Berarti hasil Pilpres 2024 yang dimenangi pasangan 02 (Prabowo Subianto – Gibran Rakabuming Raka) sah. Meski ada tiga dari delapan hakim MK yang berbeda pendapat (dissenting opinion), yakni Saldi Isra, Enny Nurbaningsih, dan Arief Hidayat.

Pasangan Prabowo – Gibran tinggal menunggu penetapan sebagai presiden dan wakil presiden terpilih hasil Pilpres 2024 oleh Komisi Pemilihan Umum (KPU).

Menarik sekali membaca jejak Prabowo hingga akhirnya ditetapkan sebagai presiden terpilih Pilpres 2024. Saya teringat pernyataan yang ditulis di bukunya yang berjudul “Kepemimpinan Militer: Catatan dari Pengalaman” (PT Media Pandu Bangsa, 2022).

Di buku itu Prabowo mengatakan, “Saya percaya tidak ada perubahan besar yang terjadi tanpa didorong oleh perjuangan yang gigih, perjuangan yang besar. Seringkali perjuangan ini wujudnya adalah perjuangan militer.”

Jejaknya membenarkan perkataannya. Kegigihan Prabowo tak terbantahkan. Perjuangan besarnya menuai perubahan besar pula, dari calon presiden (Pilpres 2014 dan 2019) menjadi presiden terpilih (Pilpres 2024).

Tokoh satu ini sangat unik. Jejak Prabowo dalam sejarah Indonesia sangat nyata. Namun, yang membuatnya unik sebagian ditorehkan di jalan kontroversi. Dan, Prabowo menjalaninya dengan gigih, dengan perjuangan besar. Kini ia menuai berkahnya.

Alih-jalan dan alih-strategi

Prabowo menapaki karier militer di Tentara Nasional Indonesia (TNI), Angkatan Darat (AD), dengan cemerlang. Karier militernya diawali sebagai Letnan Dua di Pasukan Khusus TNI AD setelah lulus dari Akademi Militer di Magelang (1974).

Dua puluh empat tahun kemudian, setelah malang-melintang di pasukan, tepatnya Maret 1998, Prabowo diangkat menjadi Panglima Komando Cadangan Strategis Angkatan Darat (Kostrad) dengan pangkat Letnan Jenderal. Jabatan bergengsi dan sangat penting dalam sistem komando TNI.
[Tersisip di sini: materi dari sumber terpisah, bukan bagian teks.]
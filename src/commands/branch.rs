use anyhow::{Context as _, Result};

use stagehand::application::{BranchPromotion, MergeMode};
use stagehand::config::Stage;
use stagehand::presentation::factory::create_local_shell;
use stagehand::presentation::BranchCommand;

use super::{confirm_stage, Context};

pub fn cmd_branch(ctx: &Context, command: BranchCommand) -> Result<()> {
    match command {
        BranchCommand::Promote {
            stage,
            from,
            hard,
            yes,
        } => {
            let stage = ctx.stage(&stage)?;
            if !confirm_stage(&stage, "update the branch of", yes)? {
                return Ok(());
            }
            let mode = if hard {
                MergeMode::Hard
            } else {
                MergeMode::FastForward
            };
            promote_stage_branch(ctx, &stage, from.as_deref(), mode)
        }
    }
}

/// Move the stage's branch to `from` (default `project.main_branch`) in the
/// checkout holding the config file, and push it.
pub fn promote_stage_branch(
    ctx: &Context,
    stage: &Stage,
    from: Option<&str>,
    mode: MergeMode,
) -> Result<()> {
    let source = from.unwrap_or(ctx.config.project.main_branch.as_str());
    let checkout = ctx.config.base_dir.to_string_lossy().into_owned();
    let git = create_local_shell(&ctx.config);

    BranchPromotion::new(&git, checkout)
        .promote(source, &stage.branch, mode)
        .with_context(|| format!("promoting {} to {}", source, stage.branch))?;

    if !ctx.json {
        println!("{} -> {}", source, stage.branch);
    }
    Ok(())
}
/// A file from the local secrets directory
#[derive(Debug, Clone, PartialEq, Eq)]
pub struct SecretFile {
    /// Path below the secrets directory, `/`-separated
    pub relative: String,
    pub content: Vec<u8>,
}

impl SecretFile {
    pub fn new(relative: impl Into<String>, content: impl Into<Vec<u8>>) -> Self {
        Self {
            relative: relative.into(),
            content: content.into(),
        }
    }

    /// Destination under `remote_dir`
    pub fn remote_path(&self, remote_dir: &str) -> String {
        format!("{}/{}", remote_dir.trim_end_matches('/'), self.relative)
    }
}

#[cfg(test)]
mod tests {
    use super::*;

    #[test]
    fn remote_path_joins_once() {
        let file = SecretFile::new("google/key.json", b"{}".to_vec());
        assert_eq!(
            file.remote_path("/var/apps/galaxy/shared/cached-copy/secrets/"),
            "/var/apps/galaxy/shared/cached-copy/secrets/google/key.json"
        );
    }
}
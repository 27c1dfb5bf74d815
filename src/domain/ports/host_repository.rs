//! HostRepository port - persisted host inventory

use std::path::PathBuf;

use crate::domain::entities::HostSet;

pub trait HostRepository: Send + Sync {
    /// Parse the persisted inventory. A missing file is an empty set.
    fn load(&self) -> Result<HostSet, HostFileError>;

    /// Replace the persisted inventory in full.
    fn persist(&self, hosts: &HostSet) -> Result<(), HostFileError>;
}

#[derive(Debug, thiserror::Error)]
pub enum HostFileError {
    #[error("failed to access hosts file {path}: {source}")]
    Access {
        path: PathBuf,
        #[source]
        source: std::io::Error,
    },

    #[error("malformed hosts file {path}:{line}: {message}")]
    Malformed {
        path: PathBuf,
        line: usize,
        message: String,
    },
}

impl From<HostFileError> for crate::error::StagehandError {
    fn from(err: HostFileError) -> Self {
        match err {
            HostFileError::Access { path, source } => crate::error::StagehandError::Io(
                std::io::Error::new(source.kind(), format!("{}: {}", path.display(), source)),
            ),
            HostFileError::Malformed {
                path,
                line,
                message,
            } => crate::error::StagehandError::parse(path.display().to_string(), Some(line), message),
        }
    }
}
Jabatan Panglima Kostrad pernah pula disandang oleh Soeharto, ayah mertua Prabowo, sebelum menjabat presiden selama tiga dasawarsa lebih pada zaman Orde Baru.

Namun, Prabowo mengakhiri karier militernya yang cemerlang itu dengan tragis. Prabowo diberhentikan dari kedinasan militer, dari jabatan Panglima Kostrad yang baru beberapa bulan disandangnya.

Dewan Kehormatan Perwira (DKP) memutuskan Prabowo bersalah. Ia dinilai telah melakukan tindakan ketidakpatuhan, memerintahkan perampasan kemerdekaan orang lain.

Prabowo diduga terlibat dalam penculikan dan penghilangan paksa sejumlah aktivis pro-demokrasi pada 1997 sampai 1998, menjelang Presiden Soeharto lengser.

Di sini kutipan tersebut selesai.